Column: Can ‘Progressive Populism’ Stop Climate Change?

  • In this Sunday, Sept. 9, 2018, aerial photo, provided by Lou Dematteis Spectral Q, over twenty indigenous leaders from around the world along with supporters gather to create a "Solar Hummingbird" human installation, inspired by Colombian artist Jhon​ ​Cortés, at​ ​Crissy Field near San Francisco's Golden Gate Bridge to produce a visual message calling for climate justice and indigenous rights. San Francisco is hosting the Global Climate Action Summit from Wednesday, Sept. 12 to Friday, Sept. 14, which will focus on crafting solutions to the global climate crisis. (Lou Dematteis/Spectral Q via AP)

For the Valley News
Saturday, September 15, 2018

Those who hope the rule of law will triumph over corruption in our troubled country had to be heartened by the recent guilty pleas, criminal convictions and grants of immunity. But historians in a decade or so will probably say the Mueller investigation and others missed the biggest sin of all: our failure as a nation to confront climate change.

People paying close attention to the science of climate change began struggling with despair well before Donald Trump was elected. You could say they had a leg up on fighting dejection in ominous times. Then Trump arrived, uninformed and triumphant, and it began to look as though our federal government would ignore climate change forever.

The new level of gloom can be summed up in authoritarianism, a word that brands our increasingly despotic government at home and dictatorships in countries as different as Turkey and Nicaragua.

A few scientists I know have found authoritarianism appealing when they considered the difficult policy choices required just to slow down climate change, let alone stop it. Maybe the only way to accomplish this, some have said quietly, is top down.

But a big problem with the benevolent dictator approach to our climate crisis, of course, is the fact that our own aspiring strongman is resistant to science generally, and he claims climate change is fake news and bad for business.

Another challenge is summed up in a word often used to modify authoritarianism: populist.

Populist authoritarianism today is built on fear, hatred and division fostered from the top. It’s much easier to sow widespread fear of outsiders and people of color than of gradual degradation in the interconnected natural systems humans and other forms of life depend upon.

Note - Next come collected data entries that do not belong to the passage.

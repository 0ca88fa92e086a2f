//! Transition table coverage.

use rstest::rstest;

use super::*;

fn email() -> EmailAddress {
    EmailAddress::parse("owner@example.com").expect("valid email")
}

fn advertisers() -> Vec<Advertiser> {
    vec![Advertiser::new("7001", "Acme"), Advertiser::new("7002", "Beta")]
}

fn pixel(code: &str) -> Pixel {
    Pixel::new(format!("id-{code}"), code, format!("name-{code}"))
}

fn selecting() -> Stage {
    Stage::SelectingPixel(Selection {
        advertisers: advertisers(),
        selected_advertiser: Some("7001".to_owned()),
        pixels: vec![pixel("C1")],
    })
}

fn ready() -> Stage {
    Stage::PixelReady(PixelContext {
        advertisers: advertisers(),
        advertiser_id: "7001".to_owned(),
        pixels: vec![pixel("C1")],
        pixel: pixel("C1"),
    })
}

fn stages() -> Vec<Stage> {
    let context = PixelContext {
        advertisers: advertisers(),
        advertiser_id: "7001".to_owned(),
        pixels: vec![pixel("C1")],
        pixel: pixel("C1"),
    };
    vec![
        Stage::initial(),
        Stage::Unauthenticated {
            access_verified_for: Some(email()),
        },
        Stage::SelectingPixel(Selection::default()),
        Stage::PixelReady(context.clone()),
        Stage::EventSent(context.clone()),
        Stage::ExternalConfigAcknowledged(context),
    ]
}

#[rstest]
fn reset_is_accepted_from_every_stage() {
    for stage in stages() {
        assert_eq!(transition(&stage, Event::Reset), Ok(Stage::initial()));
    }
}

#[rstest]
fn happy_path_advances_one_step_at_a_time() {
    let stage = transition(&Stage::initial(), Event::AccessGranted(email())).expect("gate");
    let stage = transition(&stage, Event::Authorized).expect("authorized");
    assert_eq!(stage.name().step(), 2);
    let stage = transition(&stage, Event::AdvertisersLoaded(advertisers())).expect("listed");
    let stage =
        transition(&stage, Event::AdvertiserSelected("7002".to_owned())).expect("selected");
    let stage = transition(
        &stage,
        Event::PixelCreated {
            advertiser_id: "7002".to_owned(),
            pixel: pixel("PX1"),
        },
    )
    .expect("created");
    assert_eq!(stage.name(), StageName::PixelReady);
    let stage = transition(&stage, Event::EventSent).expect("sent");
    let stage = transition(&stage, Event::ExternalConfigAcknowledged).expect("acknowledged");
    assert_eq!(stage.name().step(), 5);
}

#[rstest]
#[case(Stage::initial(), Event::EventSent)]
#[case(Stage::initial(), Event::PixelSelected("C1".to_owned()))]
#[case(Stage::initial(), Event::AdvertisersLoaded(Vec::new()))]
#[case(selecting(), Event::Authorized)]
#[case(selecting(), Event::EventSent)]
#[case(selecting(), Event::AccessGranted(email()))]
#[case(ready(), Event::PixelSelected("C1".to_owned()))]
#[case(ready(), Event::ExternalConfigAcknowledged)]
#[case(ready(), Event::AdvertiserSelected("7001".to_owned()))]
fn out_of_order_events_are_rejected(#[case] stage: Stage, #[case] event: Event) {
    let name = event.name();
    assert_eq!(
        transition(&stage, event),
        Err(TransitionError::Invalid {
            stage: stage.name(),
            event: name,
        })
    );
}

#[rstest]
fn event_sent_is_terminal_for_sending() {
    let ready = ready();
    let sent = transition(&ready, Event::EventSent).expect("sent");
    assert!(matches!(
        transition(&sent, Event::EventSent),
        Err(TransitionError::Invalid { .. })
    ));
}

#[rstest]
fn selecting_an_unlisted_advertiser_fails() {
    let selecting = selecting();
    assert_eq!(
        transition(&selecting, Event::AdvertiserSelected("9999".to_owned())),
        Err(TransitionError::UnknownAdvertiser {
            advertiser_id: "9999".to_owned()
        })
    );
}

#[rstest]
fn changing_advertiser_clears_known_pixels() {
    let selecting = selecting();
    let next = transition(&selecting, Event::AdvertiserSelected("7002".to_owned()))
        .expect("selection accepted");
    let Stage::SelectingPixel(selection) = next else {
        panic!("expected selecting stage");
    };
    assert!(selection.pixels.is_empty());
}

#[rstest]
fn stale_pixel_lists_are_rejected() {
    let selecting = selecting();
    let result = transition(
        &selecting,
        Event::PixelsLoaded {
            advertiser_id: "7002".to_owned(),
            pixels: vec![pixel("C9")],
        },
    );
    assert_eq!(
        result,
        Err(TransitionError::StaleAdvertiser {
            advertiser_id: "7002".to_owned()
        })
    );
}

#[rstest]
fn selected_pixel_must_be_listed() {
    let selecting = selecting();
    assert_eq!(
        transition(&selecting, Event::PixelSelected("C404".to_owned())),
        Err(TransitionError::UnknownPixel {
            pixel_code: "C404".to_owned()
        })
    );
    let ready = transition(&selecting, Event::PixelSelected("C1".to_owned())).expect("listed");
    assert_eq!(
        ready.pixel_context().map(|context| context.pixel.pixel_code.as_str()),
        Some("C1")
    );
}

#[rstest]
fn created_pixel_is_merged_into_known_pixels() {
    let selecting = selecting();
    let ready = transition(
        &selecting,
        Event::PixelCreated {
            advertiser_id: "7001".to_owned(),
            pixel: pixel("C2"),
        },
    )
    .expect("created");
    let refreshed = transition(
        &ready,
        Event::PixelsLoaded {
            advertiser_id: "7001".to_owned(),
            pixels: vec![pixel("C1")],
        },
    )
    .expect("refresh accepted");
    let codes: Vec<_> = refreshed
        .pixel_context()
        .map(|context| context.pixels.iter().map(|p| p.pixel_code.clone()).collect())
        .unwrap_or_default();
    assert_eq!(codes, vec!["C1".to_owned(), "C2".to_owned()]);
}

#[rstest]
fn pixel_creation_requires_a_selected_advertiser() {
    let stage = transition(
        &Stage::SelectingPixel(Selection {
            advertisers: advertisers(),
            ..Selection::default()
        }),
        Event::PixelCreated {
            advertiser_id: "7001".to_owned(),
            pixel: pixel("C2"),
        },
    );
    assert!(stage.is_err());
}

#[rstest]
fn reloading_advertisers_keeps_a_listed_selection() {
    let selecting = selecting();
    let next = transition(&selecting, Event::AdvertisersLoaded(advertisers())).expect("reloaded");
    let Stage::SelectingPixel(selection) = next else {
        panic!("expected selecting stage");
    };
    assert_eq!(selection.selected_advertiser.as_deref(), Some("7001"));
    assert_eq!(selection.pixels.len(), 1);
}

The lies Trump and his representatives told about the crowd size at his inauguration were attempts to convince us he speaks for the people. So too his rallies, his discredited insistence that Hillary Clinton received 3 million votes from illegal non-citizen voters, and his claim that the press is the enemy of the people.

One such “enemy” is Nathaniel Rich, who published “Losing Earth: The Decade We Almost Stopped Climate Change,” a long essay that nearly filled The New York Times Magazine on Aug. 5. It’s a grim tale, focused on the 1980s.

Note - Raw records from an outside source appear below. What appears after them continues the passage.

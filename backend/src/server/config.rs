//! HTTP server configuration object.

use std::net::SocketAddr;

use pixel_onboarding::inbound::http::state::HttpState;

/// Everything the server factory needs besides the health probes.
pub struct ServerConfig {
    pub(crate) bind_addr: SocketAddr,
    pub(crate) http_state: HttpState,
}

impl ServerConfig {
    /// Construct a server configuration for `bind_addr`.
    #[must_use]
    pub fn new(bind_addr: SocketAddr, http_state: HttpState) -> Self {
        Self {
            bind_addr,
            http_state,
        }
    }

    /// Return the socket address the server will bind to.
    #[cfg_attr(
        not(test),
        expect(dead_code, reason = "exercised by the server unit tests")
    )]
    #[must_use]
    pub fn bind_addr(&self) -> SocketAddr {
        self.bind_addr
    }
}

Rich tells of a better day, when even Republicans and oil companies acknowledged their alarm about the long-term effects of carbon emissions on climate. If you had to pick a single villain from “Losing Earth,” it might be John Sununu, chief of staff for President George H.W. Bush and the former governor of New Hampshire, a job now held by his son. While the United States was producing nearly a quarter of the world’s carbon emissions and our contribution to warming was growing faster than that of any other country, Sununu in the White House offered what Rich calls “inexplicably strident opposition” to the science of climate change.

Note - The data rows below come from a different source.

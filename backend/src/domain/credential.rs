//! Short-lived access credential and the store that enforces its expiry.
//!
//! The persisted form is JSON `{"token": "...", "expiresAt": <epoch millis>}`.
//! A credential read back at or past `expiresAt`, or one that fails to parse,
//! is deleted and reported as absent.

use std::fmt;
use std::sync::Arc;

use chrono::{DateTime, TimeDelta, Utc};
use mockable::Clock;
use serde::{Deserialize, Serialize};
use sha2::{Digest, Sha256};
use thiserror::Error;
use tracing::{info, warn};
use zeroize::Zeroizing;

use super::ports::{CredentialStorage, CredentialStorageError};

/// Lifetime applied when the token grant does not carry `expires_in`.
pub const DEFAULT_TOKEN_LIFETIME_SECS: u64 = 86_400;

const FINGERPRINT_LEN: usize = 12;

/// Validation errors returned by [`AccessToken::new`].
#[derive(Debug, Clone, PartialEq, Eq, Error)]
pub enum AccessTokenValidationError {
    /// Token was blank once trimmed.
    #[error("access token must not be empty")]
    Empty,
}

/// Opaque bearer token issued by the ads platform.
///
/// The backing buffer is zeroised on drop and `Debug` prints only the
/// fingerprint.
///
/// # Examples
/// ```
/// use pixel_onboarding::domain::AccessToken;
///
/// let token = AccessToken::new("act.example").expect("valid token");
/// assert_eq!(token.expose(), "act.example");
/// assert!(!format!("{token:?}").contains("act.example"));
/// ```
#[derive(Clone, PartialEq, Eq)]
pub struct AccessToken(Zeroizing<String>);

impl AccessToken {
    /// Validate and wrap a raw token.
    pub fn new(value: impl Into<String>) -> Result<Self, AccessTokenValidationError> {
        let raw = Zeroizing::new(value.into());
        if raw.trim().is_empty() {
            return Err(AccessTokenValidationError::Empty);
        }
        Ok(Self(raw))
    }

    /// Borrow the raw token for transmission to the ads platform.
    pub fn expose(&self) -> &str {
        self.0.as_str()
    }

    /// Truncated SHA-256 hex digest usable in logs.
    pub fn fingerprint(&self) -> String {
        let digest = hex::encode(Sha256::digest(self.0.as_bytes()));
        digest.chars().take(FINGERPRINT_LEN).collect()
    }
}

impl fmt::Debug for AccessToken {
    fn fmt(&self, f: &mut fmt::Formatter<'_>) -> fmt::Result {
        f.debug_tuple("AccessToken").field(&self.fingerprint()).finish()
    }
}

/// A token together with its absolute expiry instant.
#[derive(Debug, Clone, PartialEq, Eq)]
pub struct Credential {
    token: AccessToken,
    expires_at: DateTime<Utc>,
}

impl Credential {
    /// Pair a token with its expiry.
    pub fn new(token: AccessToken, expires_at: DateTime<Utc>) -> Self {
        Self { token, expires_at }
    }

    /// The bearer token.
    pub fn token(&self) -> &AccessToken {
        &self.token
    }

    /// Expiry instant. The credential is unusable from this instant on.
    pub fn expires_at(&self) -> DateTime<Utc> {
        self.expires_at
    }

    /// Whether the credential has expired at `now`.
    pub fn is_expired_at(&self, now: DateTime<Utc>) -> bool {
        now >= self.expires_at
    }
}

#[derive(Serialize, Deserialize)]
#[serde(rename_all = "camelCase")]
struct StoredCredential {
    token: String,
    expires_at: i64,
}

impl StoredCredential {
    fn from_credential(credential: &Credential) -> Self {
        Self {
            token: credential.token.expose().to_owned(),
            expires_at: credential.expires_at.timestamp_millis(),
        }
    }

    fn into_credential(self) -> Option<Credential> {
        let expires_at = DateTime::<Utc>::from_timestamp_millis(self.expires_at)?;
        let token = AccessToken::new(self.token).ok()?;
        Some(Credential::new(token, expires_at))
    }
}

/// Errors raised while persisting or clearing the credential.
#[derive(Debug, Clone, PartialEq, Eq, Error)]
pub enum CredentialStoreError {
    /// The storage adapter failed.
    #[error(transparent)]
    Storage(#[from] CredentialStorageError),
    /// The credential could not be serialised.
    #[error("credential encoding failed: {message}")]
    Encode {
        /// Serializer message.
        message: String,
    },
    /// `expires_in` is too large to represent as an instant.
    #[error("token lifetime of {seconds}s is out of range")]
    LifetimeOutOfRange {
        /// The rejected lifetime.
        seconds: u64,
    },
}

/// Domain service wrapping the raw storage port with expiry rules.
///
/// # Examples
/// ```
/// use std::sync::Arc;
///
/// use mockable::DefaultClock;
/// use pixel_onboarding::domain::{AccessToken, CredentialStore};
/// use pixel_onboarding::outbound::credential_storage::InMemoryCredentialStorage;
///
/// let store = CredentialStore::new(
///     Arc::new(InMemoryCredentialStorage::default()),
///     Arc::new(DefaultClock),
/// );
/// let token = AccessToken::new("act.example").expect("valid token");
/// store.save(token, Some(3600)).expect("saved");
/// assert!(store.load().is_some());
/// ```
#[derive(Clone)]
pub struct CredentialStore {
    storage: Arc<dyn CredentialStorage>,
    clock: Arc<dyn Clock>,
}

impl CredentialStore {
    /// Build a store over `storage`, reading time from `clock`.
    pub fn new(storage: Arc<dyn CredentialStorage>, clock: Arc<dyn Clock>) -> Self {
        Self { storage, clock }
    }

    /// Return the persisted credential if it is still valid.
    ///
    /// Unparseable and expired values are deleted. Read failures are logged
    /// and reported as absence.
    pub fn load(&self) -> Option<Credential> {
        let raw = match self.storage.read() {
            Ok(Some(raw)) => raw,
            Ok(None) => return None,
            Err(error) => {
                warn!(%error, "credential storage read failed");
                return None;
            }
        };

        let parsed = serde_json::from_str::<StoredCredential>(&raw)
            .ok()
            .and_then(StoredCredential::into_credential);
        let Some(credential) = parsed else {
            warn!("discarding corrupt stored credential");
            self.discard();
            return None;
        };

        if credential.is_expired_at(self.clock.utc()) {
            warn!(
                fingerprint = %credential.token.fingerprint(),
                expires_at = %credential.expires_at,
                "discarding expired credential"
            );
            self.discard();
            return None;
        }
        Some(credential)
    }

    /// Persist `token`, valid for `expires_in_secs` from now.
    ///
    /// A missing lifetime falls back to [`DEFAULT_TOKEN_LIFETIME_SECS`].
    pub fn save(
        &self,
        token: AccessToken,
        expires_in_secs: Option<u64>,
    ) -> Result<Credential, CredentialStoreError> {
        let seconds = expires_in_secs.unwrap_or(DEFAULT_TOKEN_LIFETIME_SECS);
        let expires_at = i64::try_from(seconds)
            .ok()
            .and_then(TimeDelta::try_seconds)
            .and_then(|lifetime| self.clock.utc().checked_add_signed(lifetime))
            .ok_or(CredentialStoreError::LifetimeOutOfRange { seconds })?;

        let credential = Credential::new(token, expires_at);
        let encoded = serde_json::to_string(&StoredCredential::from_credential(&credential))
            .map_err(|error| CredentialStoreError::Encode {
                message: error.to_string(),
            })?;
        self.storage.write(&encoded)?;
        info!(
            fingerprint = %credential.token.fingerprint(),
            expires_at = %credential.expires_at,
            "credential stored"
        );
        Ok(credential)
    }

    /// Delete the persisted credential.
    pub fn clear(&self) -> Result<(), CredentialStoreError> {
        self.storage.remove()?;
        Ok(())
    }

    fn discard(&self) {
        if let Err(error) = self.storage.remove() {
            warn!(%error, "failed to delete stored credential");
        }
    }
}

#[cfg(test)]
mod tests;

In 1989, when more than 60 nations came together in the Netherlands, most of them hoping to commit to a binding agreement on freezing carbon emissions, the United States, Japan, Britain and the Soviet Union opposed and defeated the agreement.

Rich sums up the result: “More carbon has been released into the atmosphere since the final day of the Noordwijk conference, Nov. 7, 1989, than in the entire history of civilization preceding it.”

This is very bad news, and there is no comfort in knowing it would be dismissed by our imperial president as fake.

But if a man from New Hampshire helped to set the scene for our nation’s paralysis in the face of climate change, a man from Vermont has helped to develop a grassroots vaccine.

I’m thinking, as you might have guessed, of Bill McKibben and the students at Middlebury College who organized the international environmental organization 350.org in 2007 and 2008.

One of the many things 350.org has already accomplished is to interpret clearly and simply the grim science of climate change, which has been dismissed and obfuscated by oil companies, the U.S. Chamber of Commerce, other trade associations and most of the Republican Party.

Five points summarize the science lesson 350.org has been teaching internationally:

■ Our global climate is definitely getting warmer.

■ Humans are causing this change, mainly by burning fossil fuels.

■ There is lots of scientific evidence to support these claims.

■ The effects, already evident in many parts of the world, will be devastating.

■ There are actions we can take individually and as participants in grassroots movements to limit the devastation.

We aren’t likely to resist climate change from the top down. But 350.org has shown there are reasons for hope, not despair, when citizens pressure the governments of towns and cities to commit to renewable energy, as they have, and to divest from fossil fuel companies, as they also have.

Like working to rebuild our democracy by writing postcards to voters all over the country (see postcardstovoters.org), 350.org’s approach could be called “progressive populism.”